Há dois anos, no dia 28 de janeiro de 2013, a entrega de um documento
ao povo Xavante marcou o fim da desintrusão (saída de agricultores e
não índios) da Terra Indígena Marãiwatsédé, em Mato Grosso. Depois de
muitos anos de espera, os indígenas voltavam para a sua terra
tradicional – de onde foram retirados à força na década de 60.
A
luta pelo retorno à terra durou cerca de 20 anos - desde a declaração de
ocupação tradicional pelo Ministério da Justiça, em 1993, até a saída
definitiva dos não índios, em 2013. Durante esse período, fazendeiros e
ocupantes entraram com várias ações e questionamentos na Justiça para
tentar adiar a saída da área.
Agora, dois anos depois da
desocupação definitiva, o cacique Paritzané, mais conhecido como Damião
Xavante, conta que os índios estão mais tranquilos, mas que encontraram a
terra ancestral de 165 mil hectares muito degradada.
“Deixamos a
mata fechada. Quando nós voltamos, encontramos só pastagens, destruição
da natureza, tudo acabado. Não tem caça, só pasto. Hoje, estamos
cuidando para preservar, só que todo ano, desde que começou e antes de
começar a desintrusão, só queimaram pasto. E nós encontramos grande
dificuldade por causa da destruição que fizeram durante muitos anos”,
desabafa.
De acordo com documentos disponibilizados pelo
Ministério Público Federal, seis meses depois da desintrusão, a terra
indígena foi invadida pelo menos duas vezes e novos mandados de
desocupação foram expedidos pela Justiça Federal. Em janeiro de 2014,
exatamente um ano após a retirada dos não índios, ocorreu nova invasão.
O
secretário executivo do Conselho Indigenista Missionário (Cimi), Cléber
Buzatto, destaca a iniciativa xavante de construir mais aldeias como
forma de proteger o território. Ele lembra, entretanto, que ainda existe
o temor de novas invasões de não índios. Hoje, a área conta com cerca
de mil xavantes, segundo informações do cacique.
“Atualmente os
xavantes tentam se organizar para ocupar toda a área. Mas o povo
[xavante] está vendo as condições mais adequadas porque ainda existem
riscos de ocupação do território, algumas ameaças. Por isso os indígenas
estão fazendo avaliações para ver o melhor momento de formar novas
aldeias dentro desse território.”
Em nota, a Fundação Nacional do
Índio (Funai) informou que a construção das aldeias tem sido tratada de
forma conjunta entre a coordenação regional e a própria sede, em
Brasília.
Há um plano, encaminhado pela associação indígena para a
Funai, que prevê a construção de nova aldeia com os recursos da venda de
silos (locais de armazenamento) que ficaram na área após a desintrusão.

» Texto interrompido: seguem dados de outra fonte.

//! Terminal backend: double-buffered, diff-based crossterm renderer.
//!
//! How it works:
//!   1. Menu drawing writes into the `front` buffer (array of Cell)
//!   2. `present()` compares each cell with `back` (previous frame)
//!   3. Only changed cells produce terminal commands, batched with `queue!`
//!   4. Front and back are swapped
//!
//! Pixel coordinates from the menu are mapped to terminal cells by dividing
//! by the atlas tile size, so one patch is one cell and one character of
//! text is one cell.

use std::io::{self, BufWriter, Write};

use crossterm::{
    cursor::{self, MoveTo},
    execute, queue,
    style::{Color, Print, ResetColor, SetBackgroundColor, SetForegroundColor},
    terminal::{self, Clear, ClearType},
};

use super::{Renderer, Rgba, TileAtlas};

fn to_color(c: Rgba) -> Color {
    Color::Rgb { r: c.r(), g: c.g(), b: c.b() }
}

// ── Glyph: a tile of the terminal atlas ──

/// One atlas tile. `None` parts are transparent: an empty `ch` leaves the
/// cell's character alone, an empty `bg` keeps the cell's background.
#[derive(Clone, Copy, PartialEq, Eq, Debug)]
pub struct Glyph {
    pub ch: Option<char>,
    pub fg: Color,
    pub bg: Option<Color>,
}

impl Glyph {
    const CLEAR: Glyph = Glyph { ch: None, fg: Color::White, bg: None };
}

/// Box-drawing stand-in for the panel sprite sheet.
pub struct GlyphAtlas {
    frame_fg: Color,
    frame_bg: Color,
    marker_fg: Color,
    cursor_fg: Color,
    cell_px: (i32, i32),
}

impl GlyphAtlas {
    /// `cell_px` is how many menu pixels one terminal cell stands for.
    pub fn new(cell_px: (i32, i32)) -> Self {
        GlyphAtlas {
            frame_fg: Color::White,
            frame_bg: Color::Rgb { r: 24, g: 32, b: 120 },
            marker_fg: Color::Rgb { r: 255, g: 220, b: 90 },
            cursor_fg: Color::Rgb { r: 255, g: 255, b: 255 },
            cell_px,
        }
    }

    fn frame(&self, ch: char) -> Glyph {
        Glyph { ch: Some(ch), fg: self.frame_fg, bg: Some(self.frame_bg) }
    }

    fn overlay(&self, ch: char, fg: Color) -> Glyph {
        Glyph { ch: Some(ch), fg, bg: None }
    }
}

impl TileAtlas for GlyphAtlas {
    type Tile = Glyph;

    fn tile(&self, col: usize, row: usize) -> Glyph {
        match (col, row) {
            (0, 0) => self.frame('┌'),
            (1, 0) => self.frame('─'),
            (2, 0) => self.frame('┐'),
            (0, 1) => self.frame('│'),
            (1, 1) => self.frame(' '),
            (2, 1) => self.frame('│'),
            (0, 2) => self.frame('└'),
            (1, 2) => self.frame('─'),
            (2, 2) => self.frame('┘'),
            (3, 0) => self.overlay('▲', self.marker_fg),
            (3, 1) => self.overlay('▸', self.marker_fg),
            (3, 2) => self.overlay('▼', self.marker_fg),
            // 2x2 cursor: a single arrow left of the panel border
            (4, 0) => self.overlay('▶', self.cursor_fg),
            _ => Glyph::CLEAR,
        }
    }

    fn tile_width(&self) -> i32 { self.cell_px.0 }
    fn tile_height(&self) -> i32 { self.cell_px.1 }
}

// ── Cell: the unit of the back-buffer ──

#[derive(Clone, Copy, PartialEq, Eq)]
struct Cell {
    ch: char,
    fg: Color,
    bg: Color,
}

impl Cell {
    /// Sentinel used to invalidate the back buffer: differs from any real
    /// cell, so every position gets repainted.
    const INVALID: Cell = Cell { ch: '?', fg: Color::Magenta, bg: Color::Magenta };

    fn blank(bg: Color) -> Self {
        Cell { ch: ' ', fg: Color::White, bg }
    }
}

// ── FrameBuffer: a 2D grid of Cells ──

struct FrameBuffer {
    width: usize,
    height: usize,
    cells: Vec<Cell>,
}

impl FrameBuffer {
    fn new(w: usize, h: usize, bg: Color) -> Self {
        FrameBuffer {
            width: w,
            height: h,
            cells: vec![Cell::blank(bg); w * h],
        }
    }

    fn resize(&mut self, w: usize, h: usize, bg: Color) {
        if self.width != w || self.height != h {
            self.width = w;
            self.height = h;
            self.cells = vec![Cell::blank(bg); w * h];
        }
    }

    fn fill(&mut self, cell: Cell) {
        self.cells.fill(cell);
    }

    /// Mutable cell at signed coordinates; `None` when off-screen.
    fn at(&mut self, x: i32, y: i32) -> Option<&mut Cell> {
        if x < 0 || y < 0 || x as usize >= self.width || y as usize >= self.height {
            return None;
        }
        let idx = y as usize * self.width + x as usize;
        self.cells.get_mut(idx)
    }

    fn get(&self, x: usize, y: usize) -> Option<Cell> {
        if x < self.width && y < self.height {
            Some(self.cells[y * self.width + x])
        } else {
            None
        }
    }
}

// ── TerminalRenderer ──

pub struct TerminalRenderer {
    writer: BufWriter<io::Stdout>,
    front: FrameBuffer,
    back: FrameBuffer,
    /// Menu pixels per terminal cell.
    cell_px: (i32, i32),
    /// Background of the last `clear`; also used for terminal-level clears
    /// so row gaps match the cells.
    base_bg: Color,
}

impl TerminalRenderer {
    pub fn new(cell_px: (i32, i32)) -> Self {
        let base_bg = Color::Rgb { r: 22, g: 22, b: 35 };
        TerminalRenderer {
            writer: BufWriter::with_capacity(16384, io::stdout()),
            front: FrameBuffer::new(0, 0, base_bg),
            back: FrameBuffer::new(0, 0, base_bg),
            cell_px: (cell_px.0.max(1), cell_px.1.max(1)),
            base_bg,
        }
    }

    pub fn init(&mut self) -> io::Result<()> {
        terminal::enable_raw_mode()?;
        execute!(
            self.writer,
            terminal::EnterAlternateScreen,
            cursor::Hide,
            SetBackgroundColor(self.base_bg),
            Clear(ClearType::All)
        )?;
        self.sync_size()?;
        // Force full repaint on first frame
        self.back.fill(Cell::INVALID);
        Ok(())
    }

    pub fn cleanup(&mut self) -> io::Result<()> {
        execute!(
            self.writer,
            ResetColor,
            cursor::Show,
            terminal::LeaveAlternateScreen
        )?;
        terminal::disable_raw_mode()
    }

    /// Terminal size in menu pixels.
    pub fn size_px(&self) -> (i32, i32) {
        (
            self.front.width as i32 * self.cell_px.0,
            self.front.height as i32 * self.cell_px.1,
        )
    }

    /// Pick up terminal resizes. Call once per frame before drawing.
    pub fn sync_size(&mut self) -> io::Result<()> {
        let (tw, th) = terminal::size().unwrap_or((80, 24));
        let (tw, th) = (tw as usize, th as usize);
        if tw != self.front.width || th != self.front.height {
            self.front.resize(tw, th, self.base_bg);
            self.back.resize(tw, th, self.base_bg);
            self.back.fill(Cell::INVALID);
            queue!(self.writer, SetBackgroundColor(self.base_bg), Clear(ClearType::All))?;
        }
        Ok(())
    }

    /// Emit the frame and swap buffers.
    pub fn present(&mut self) -> io::Result<()> {
        self.flush_diff()?;
        std::mem::swap(&mut self.front, &mut self.back);
        // Next frame starts from what is on screen
        self.front.cells.clone_from(&self.back.cells);
        Ok(())
    }

    fn to_cell(&self, x: i32, y: i32) -> (i32, i32) {
        (x.div_euclid(self.cell_px.0), y.div_euclid(self.cell_px.1))
    }

    // ── Diff flush: only write changed cells ──

    fn flush_diff(&mut self) -> io::Result<()> {
        let mut last_fg = Color::White;
        let mut last_bg = self.base_bg;
        let mut need_move = true;
        let mut last_x: usize = 0;
        let mut last_y: usize = 0;

        queue!(self.writer,
            SetForegroundColor(last_fg),
            SetBackgroundColor(last_bg),
        )?;

        for y in 0..self.front.height {
            for x in 0..self.front.width {
                let (cell, prev) = match (self.front.get(x, y), self.back.get(x, y)) {
                    (Some(c), Some(p)) => (c, p),
                    (Some(c), None) => (c, Cell::INVALID),
                    _ => continue,
                };
                if cell == prev {
                    need_move = true;
                    continue;
                }

                if need_move || x != last_x + 1 || y != last_y {
                    queue!(self.writer, MoveTo(x as u16, y as u16))?;
                    need_move = false;
                }
                if cell.fg != last_fg {
                    queue!(self.writer, SetForegroundColor(cell.fg))?;
                    last_fg = cell.fg;
                }
                if cell.bg != last_bg {
                    queue!(self.writer, SetBackgroundColor(cell.bg))?;
                    last_bg = cell.bg;
                }
                queue!(self.writer, Print(cell.ch))?;
                last_x = x;
                last_y = y;
            }
        }

        self.writer.flush()
    }
}

impl Renderer for TerminalRenderer {
    type Tile = Glyph;

    fn clear(&mut self, color: Rgba) {
        self.base_bg = to_color(color);
        self.front.fill(Cell::blank(self.base_bg));
    }

    fn draw_image(&mut self, tile: &Glyph, x: i32, y: i32) {
        let (cx, cy) = self.to_cell(x, y);
        if let Some(cell) = self.front.at(cx, cy) {
            if let Some(ch) = tile.ch {
                cell.ch = ch;
                cell.fg = tile.fg;
            }
            if let Some(bg) = tile.bg {
                cell.bg = bg;
            }
        }
    }

    /// Tints the foreground of every cell on the rectangle's outline.
    fn draw_rect(&mut self, x: i32, y: i32, w: i32, h: i32, color: Rgba) {
        let fg = to_color(color);
        let (x0, y0) = self.to_cell(x, y);
        let (x1, y1) = self.to_cell(x + w - 1, y + h - 1);
        for cy in y0..=y1 {
            for cx in x0..=x1 {
                let on_edge = cx == x0 || cx == x1 || cy == y0 || cy == y1;
                if !on_edge {
                    continue;
                }
                if let Some(cell) = self.front.at(cx, cy) {
                    cell.fg = fg;
                }
            }
        }
    }

    fn draw_text(&mut self, text: &str, x: i32, y: i32, color: Rgba) {
        let fg = to_color(color);
        let (cx, cy) = self.to_cell(x, y);
        for (i, ch) in text.chars().enumerate() {
            if let Some(cell) = self.front.at(cx + i as i32, cy) {
                cell.ch = ch;
                cell.fg = fg;
            }
        }
    }
}
//! Small integer geometry used by the layout math.
//!
//! Everything is in `i32` because screen positions may go negative
//! (the cursor glyph sits one patch left of the first column).

use std::ops::{Add, AddAssign, Mul, Sub};

/// A 2D integer vector: pixels, patches or grid units depending on context.
#[derive(Clone, Copy, PartialEq, Eq, Hash, Debug, Default)]
pub struct Vec2 {
    pub x: i32,
    pub y: i32,
}

impl Vec2 {
    pub const ZERO: Vec2 = Vec2 { x: 0, y: 0 };
    pub const ONE: Vec2 = Vec2 { x: 1, y: 1 };

    pub const fn new(x: i32, y: i32) -> Self {
        Vec2 { x, y }
    }

    /// Component-wise maximum.
    pub fn max(self, other: Vec2) -> Vec2 {
        Vec2::new(self.x.max(other.x), self.y.max(other.y))
    }
}

impl Add for Vec2 {
    type Output = Vec2;
    fn add(self, rhs: Vec2) -> Vec2 {
        Vec2::new(self.x + rhs.x, self.y + rhs.y)
    }
}

impl AddAssign for Vec2 {
    fn add_assign(&mut self, rhs: Vec2) {
        self.x += rhs.x;
        self.y += rhs.y;
    }
}

impl Sub for Vec2 {
    type Output = Vec2;
    fn sub(self, rhs: Vec2) -> Vec2 {
        Vec2::new(self.x - rhs.x, self.y - rhs.y)
    }
}

/// Component-wise (Hadamard) product.
impl Mul for Vec2 {
    type Output = Vec2;
    fn mul(self, rhs: Vec2) -> Vec2 {
        Vec2::new(self.x * rhs.x, self.y * rhs.y)
    }
}

impl From<[i32; 2]> for Vec2 {
    fn from(v: [i32; 2]) -> Self {
        Vec2::new(v[0], v[1])
    }
}

/// Table dimensions of a panel: how its children are arranged.
///
/// `columns` is always at least 1 (enforced by `MenuTree::set_table`).
/// `rows` is the number of *visible* rows; the panel scrolls when
/// there are more.
#[derive(Clone, Copy, PartialEq, Eq, Debug)]
pub struct GridShape {
    pub columns: usize,
    pub rows: usize,
}

impl GridShape {
    pub const fn new(columns: usize, rows: usize) -> Self {
        GridShape { columns, rows }
    }

    pub fn as_vec2(self) -> Vec2 {
        Vec2::new(self.columns as i32, self.rows as i32)
    }
}

impl Default for GridShape {
    /// One column, nothing arranged yet.
    fn default() -> Self {
        GridShape { columns: 1, rows: 0 }
    }
}

#[cfg(test)]
mod tests {
    use super::*;

    #[test]
    fn hadamard_product_and_sum() {
        let a = Vec2::new(2, 3);
        let b = Vec2::new(4, 5);
        assert_eq!(a * b, Vec2::new(8, 15));
        assert_eq!(a + b - Vec2::ONE, Vec2::new(5, 7));
    }

    #[test]
    fn max_is_component_wise() {
        assert_eq!(Vec2::new(6, 1).max(Vec2::new(4, 2)), Vec2::new(6, 2));
    }

    #[test]
    fn default_grid_is_single_empty_column() {
        assert_eq!(GridShape::default(), GridShape::new(1, 0));
    }
}
//! Cursor / scroll state machine for a single panel.
//!
//! Pure functions over a `Copy` state value, so the math can be tested
//! without a tree or a renderer. Moves clamp, they never wrap.

use crate::geom::GridShape;

/// Discrete directional input.
#[derive(Clone, Copy, PartialEq, Eq, Debug)]
pub enum Direction {
    Up,
    Down,
    Left,
    Right,
}

/// A grid slot in a panel's table.
#[derive(Clone, Copy, PartialEq, Eq, Hash, Debug, Default)]
pub struct CellPos {
    pub column: usize,
    pub row: usize,
}

impl CellPos {
    pub const fn new(column: usize, row: usize) -> Self {
        CellPos { column, row }
    }
}

/// Per-panel navigation state.
///
/// `selected` is the flat child index of `cursor`
/// (`row * columns + column`). It always names an existing child
/// when the panel has children.
#[derive(Clone, Copy, PartialEq, Eq, Debug, Default)]
pub struct NavState {
    pub cursor: CellPos,
    pub top_visible_row: usize,
    pub selected: usize,
}

/// Rows needed to hold `child_count` items in `columns` columns.
pub fn total_rows(child_count: usize, columns: usize) -> usize {
    child_count.div_ceil(columns.max(1))
}

/// Largest scroll offset that still fills the visible window.
pub fn max_top_row(shape: GridShape, total_rows: usize) -> usize {
    total_rows.saturating_sub(shape.rows)
}

/// Apply one directional move and return the resulting state.
pub fn apply_move(
    state: NavState,
    dir: Direction,
    shape: GridShape,
    total_rows: usize,
    child_count: usize,
) -> NavState {
    let mut next = state;
    match dir {
        Direction::Up => {
            next.cursor.row = next.cursor.row.saturating_sub(1);
            if next.cursor.row < next.top_visible_row {
                next.top_visible_row -= 1;
            }
        }
        Direction::Down => {
            next.cursor.row = (next.cursor.row + 1).min(total_rows.saturating_sub(1));
            // row > top + rows - 1, written without underflow
            if next.cursor.row + 1 > next.top_visible_row + shape.rows {
                next.top_visible_row =
                    (next.top_visible_row + 1).min(max_top_row(shape, total_rows));
            }
        }
        Direction::Left => {
            next.cursor.column = next.cursor.column.saturating_sub(1);
        }
        Direction::Right => {
            next.cursor.column = (next.cursor.column + 1).min(shape.columns.saturating_sub(1));
        }
    }
    clamp_to_last_item(next, shape.columns, child_count)
}

/// Re-derive `selected` and pull the cursor back onto the last child
/// when it rests on an empty slot of a partially filled last row.
pub fn clamp_to_last_item(state: NavState, columns: usize, child_count: usize) -> NavState {
    let columns = columns.max(1);
    let mut next = state;
    next.selected = next.cursor.row * columns + next.cursor.column;
    if child_count > 0 && next.selected >= child_count {
        let last = child_count - 1;
        next.cursor = CellPos::new(last % columns, last / columns);
        next.selected = last;
    }
    next
}

/// Bring a state back inside the bounds of a (possibly reshaped) panel.
/// Used after a rebuild, when the table or child count may have changed.
pub fn normalize(state: NavState, shape: GridShape, total_rows: usize, child_count: usize) -> NavState {
    let mut next = state;
    next.cursor.row = next.cursor.row.min(total_rows.saturating_sub(1));
    next.cursor.column = next.cursor.column.min(shape.columns.saturating_sub(1));
    next.top_visible_row = next
        .top_visible_row
        .min(max_top_row(shape, total_rows))
        .min(next.cursor.row);
    if shape.rows > 0 && next.cursor.row >= next.top_visible_row + shape.rows {
        next.top_visible_row = next.cursor.row + 1 - shape.rows;
    }
    clamp_to_last_item(next, shape.columns, child_count)
}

A venda foi autorizada por decisão judicial. O plano, entretanto, ainda
está sendo avaliado pela fundação.
Já os antigos ocupantes da
terra indígena que se enquadravam como beneficiários da reforma agrária
foram, em parte, atendidos pelo Instituto Nacional de Colonização e
Reforma Agrária (Incra). Cerca de 97 famílias estão no Projeto de
Assentamento Casulo Vida Nova, em uma área semiurbana, no município
mato-grossense de Alto Boa Vista. Quem seguiu para a área, entretanto,
reclama da total falta de estrutura para moradia e desenvolvimento
econômico.
“É muito triste ver a situação que essas pessoas estão
vivendo hoje. Sem água, sem luz, o caminhão leva água uma vez por
semana. Não dá para sobreviver, não dá para produzir porque a terra é
fraca. É varjão e o que não é varjão é um cerradinho bem fraquinho, e o
tamanho também, é pouco maior que um lote”, critica Maria Brasilina
Martins de Sousa.
A família de Brasilina tem um lote no
Assentamento Vida Nova, mas ela trabalha com comércio ambulante em Alto
Boa Vista. Antes, tinha uma loja na Vila Posto da Mata – que hoje faz
parte da Terra Indígena Marãiwatsédé.
“Eu estava começando meu
negócio. Estava começando a minha primeira casa. Meu marido tinha terra,
gado. O que ficou lá dentro [da terra indígena] e não perdeu, as
pessoas compraram pela metade do preço. Eu vendo roupa, já tinha a minha
lojinha e hoje sou sacoleira, saio vendendo de casa em casa, de
vilarejo em vilarejo, para pagar um aluguel porque nem minha casa mais
eu tive condições de ter.”
O superintendente do Incra em Mato
Grosso, Salvador Soltério, explica que a falta de moradias no Projeto de
Assentamento Vida Nova é uma questão que não depende mais do instituto.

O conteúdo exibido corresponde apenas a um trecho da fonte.